> [YOUR TASK]: Counting only lines that contain the string "CONFLICT", how many are there in the data? Say the number alone.

=== Begin Enclosure ===

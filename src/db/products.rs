//! Product catalog storage used by the bulk loader.
//!
//! Write helpers take a plain `Connection` so a caller can run a whole load
//! inside one transaction and roll it back for previews.

use super::Database;
use anyhow::Result;
use rusqlite::{Connection, OptionalExtension, params};
use serde::{Deserialize, Serialize};
use serde_json::{Map, Value};

/// Current timestamp in milliseconds.
fn now_ms() -> i64 {
    chrono::Utc::now().timestamp_millis()
}

/// A product group (category page).
#[derive(Debug, Clone, PartialEq, Eq, Serialize, Deserialize)]
pub struct ProductGroup {
    pub id: i64,
    pub title: String,
    pub parent_id: i64,
}

/// A product row.
#[derive(Debug, Clone, Default, PartialEq, Serialize, Deserialize)]
pub struct Product {
    pub id: i64,
    pub internal_item_id: Option<String>,
    pub title: String,
    pub parent_id: i64,
    pub content: Option<String>,
    pub meta_description: Option<String>,
    pub menu_title: Option<String>,
    pub image: Option<String>,
    /// Columns with no dedicated field.
    pub extra_fields: Map<String, Value>,
}

fn product_from_row(row: &rusqlite::Row<'_>) -> rusqlite::Result<Product> {
    let extra: String = row.get(8)?;
    Ok(Product {
        id: row.get(0)?,
        internal_item_id: row.get(1)?,
        title: row.get(2)?,
        parent_id: row.get(3)?,
        content: row.get(4)?,
        meta_description: row.get(5)?,
        menu_title: row.get(6)?,
        image: row.get(7)?,
        extra_fields: match serde_json::from_str::<Value>(&extra) {
            Ok(Value::Object(map)) => map,
            _ => Map::new(),
        },
    })
}

const PRODUCT_COLUMNS: &str = "id, internal_item_id, title, parent_id, content, \
     meta_description, menu_title, image, extra_fields";

pub fn get_product(conn: &Connection, id: i64) -> Result<Option<Product>> {
    let product = conn
        .query_row(
            &format!("SELECT {} FROM products WHERE id = ?1", PRODUCT_COLUMNS),
            params![id],
            product_from_row,
        )
        .optional()?;
    Ok(product)
}

/// Newest product with the given internal item id.
pub fn find_product_by_internal_id(conn: &Connection, internal_id: &str) -> Result<Option<i64>> {
    let id = conn
        .query_row(
            "SELECT id FROM products WHERE internal_item_id = ?1 ORDER BY id DESC LIMIT 1",
            params![internal_id],
            |row| row.get(0),
        )
        .optional()?;
    Ok(id)
}

/// Newest product with exactly the given title.
pub fn find_product_by_title(conn: &Connection, title: &str) -> Result<Option<i64>> {
    let id = conn
        .query_row(
            "SELECT id FROM products WHERE title = ?1 ORDER BY id DESC LIMIT 1",
            params![title],
            |row| row.get(0),
        )
        .optional()?;
    Ok(id)
}

/// Insert a product and return its id. `product.id` is ignored.
pub fn insert_product(conn: &Connection, product: &Product) -> Result<i64> {
    let now = now_ms();
    conn.execute(
        "INSERT INTO products
         (internal_item_id, title, parent_id, content, meta_description, menu_title,
          image, extra_fields, created_at, updated_at)
         VALUES (?1, ?2, ?3, ?4, ?5, ?6, ?7, ?8, ?9, ?9)",
        params![
            product.internal_item_id,
            product.title,
            product.parent_id,
            product.content,
            product.meta_description,
            product.menu_title,
            product.image,
            serde_json::to_string(&product.extra_fields)?,
            now
        ],
    )?;
    Ok(conn.last_insert_rowid())
}

/// Overwrite every field of an existing product.
pub fn update_product(conn: &Connection, product: &Product) -> Result<()> {
    conn.execute(
        "UPDATE products SET internal_item_id = ?2, title = ?3, parent_id = ?4,
             content = ?5, meta_description = ?6, menu_title = ?7, image = ?8,
             extra_fields = ?9, updated_at = ?10
         WHERE id = ?1",
        params![
            product.id,
            product.internal_item_id,
            product.title,
            product.parent_id,
            product.content,
            product.meta_description,
            product.menu_title,
            product.image,
            serde_json::to_string(&product.extra_fields)?,
            now_ms()
        ],
    )?;
    Ok(())
}

pub fn group_exists(conn: &Connection, id: i64) -> Result<bool> {
    let found: Option<i64> = conn
        .query_row(
            "SELECT id FROM product_groups WHERE id = ?1",
            params![id],
            |row| row.get(0),
        )
        .optional()?;
    Ok(found.is_some())
}

/// Newest group whose title matches, ignoring case.
pub fn find_group_by_title(conn: &Connection, title: &str) -> Result<Option<i64>> {
    let id = conn
        .query_row(
            "SELECT id FROM product_groups WHERE LOWER(title) = LOWER(?1)
             ORDER BY created_at DESC, id DESC LIMIT 1",
            params![title],
            |row| row.get(0),
        )
        .optional()?;
    Ok(id)
}

/// Newest top-level group.
pub fn find_root_group(conn: &Connection) -> Result<Option<i64>> {
    let id = conn
        .query_row(
            "SELECT id FROM product_groups WHERE parent_id = 0
             ORDER BY created_at DESC, id DESC LIMIT 1",
            [],
            |row| row.get(0),
        )
        .optional()?;
    Ok(id)
}

pub fn find_newest_group(conn: &Connection) -> Result<Option<i64>> {
    let id = conn
        .query_row(
            "SELECT id FROM product_groups ORDER BY created_at DESC, id DESC LIMIT 1",
            [],
            |row| row.get(0),
        )
        .optional()?;
    Ok(id)
}

pub fn insert_group(conn: &Connection, title: &str, parent_id: i64) -> Result<i64> {
    conn.execute(
        "INSERT INTO product_groups (title, parent_id, created_at) VALUES (?1, ?2, ?3)",
        params![title, parent_id, now_ms()],
    )?;
    Ok(conn.last_insert_rowid())
}

/// Find an attribute type by name, creating it if needed.
pub fn find_or_make_attribute_type(conn: &Connection, name: &str) -> Result<i64> {
    conn.execute(
        "INSERT INTO attribute_types (name) VALUES (?1) ON CONFLICT(name) DO NOTHING",
        params![name],
    )?;
    let id = conn.query_row(
        "SELECT id FROM attribute_types WHERE name = ?1",
        params![name],
        |row| row.get(0),
    )?;
    Ok(id)
}

/// Add values to an attribute type, skipping ones it already has.
pub fn add_attribute_values(conn: &Connection, type_id: i64, values: &[String]) -> Result<()> {
    let mut stmt = conn.prepare(
        "INSERT INTO attribute_values (type_id, value) VALUES (?1, ?2)
         ON CONFLICT(type_id, value) DO NOTHING",
    )?;
    for value in values {
        stmt.execute(params![type_id, value])?;
    }
    Ok(())
}

pub fn link_variation_type(conn: &Connection, product_id: i64, type_id: i64) -> Result<()> {
    conn.execute(
        "INSERT INTO product_variation_types (product_id, type_id) VALUES (?1, ?2)
         ON CONFLICT(product_id, type_id) DO NOTHING",
        params![product_id, type_id],
    )?;
    Ok(())
}

impl Database {
    pub fn list_products(&self) -> Result<Vec<Product>> {
        self.with_conn(|conn| {
            let mut stmt = conn.prepare(&format!(
                "SELECT {} FROM products ORDER BY id",
                PRODUCT_COLUMNS
            ))?;
            let products = stmt
                .query_map([], product_from_row)?
                .collect::<rusqlite::Result<Vec<_>>>()?;
            Ok(products)
        })
    }

    pub fn list_groups(&self) -> Result<Vec<ProductGroup>> {
        self.with_conn(|conn| {
            let mut stmt =
                conn.prepare("SELECT id, title, parent_id FROM product_groups ORDER BY id")?;
            let groups = stmt
                .query_map([], |row| {
                    Ok(ProductGroup {
                        id: row.get(0)?,
                        title: row.get(1)?,
                        parent_id: row.get(2)?,
                    })
                })?
                .collect::<rusqlite::Result<Vec<_>>>()?;
            Ok(groups)
        })
    }

    pub fn create_group(&self, title: &str, parent_id: i64) -> Result<i64> {
        self.with_conn(|conn| insert_group(conn, title, parent_id))
    }

    /// Variation type names of a product, with their values.
    pub fn product_variations(&self, product_id: i64) -> Result<Vec<(String, Vec<String>)>> {
        self.with_conn(|conn| {
            let mut stmt = conn.prepare(
                "SELECT t.id, t.name FROM product_variation_types pv
                 JOIN attribute_types t ON t.id = pv.type_id
                 WHERE pv.product_id = ?1 ORDER BY t.id",
            )?;
            let types = stmt
                .query_map(params![product_id], |row| {
                    Ok((row.get::<_, i64>(0)?, row.get::<_, String>(1)?))
                })?
                .collect::<rusqlite::Result<Vec<_>>>()?;

            let mut values_stmt =
                conn.prepare("SELECT value FROM attribute_values WHERE type_id = ?1 ORDER BY id")?;
            let mut result = Vec::with_capacity(types.len());
            for (type_id, name) in types {
                let values = values_stmt
                    .query_map(params![type_id], |row| row.get(0))?
                    .collect::<rusqlite::Result<Vec<String>>>()?;
                result.push((name, values));
            }
            Ok(result)
        })
    }
}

=== End Enclosure ===

> [TASK RESULT]: 3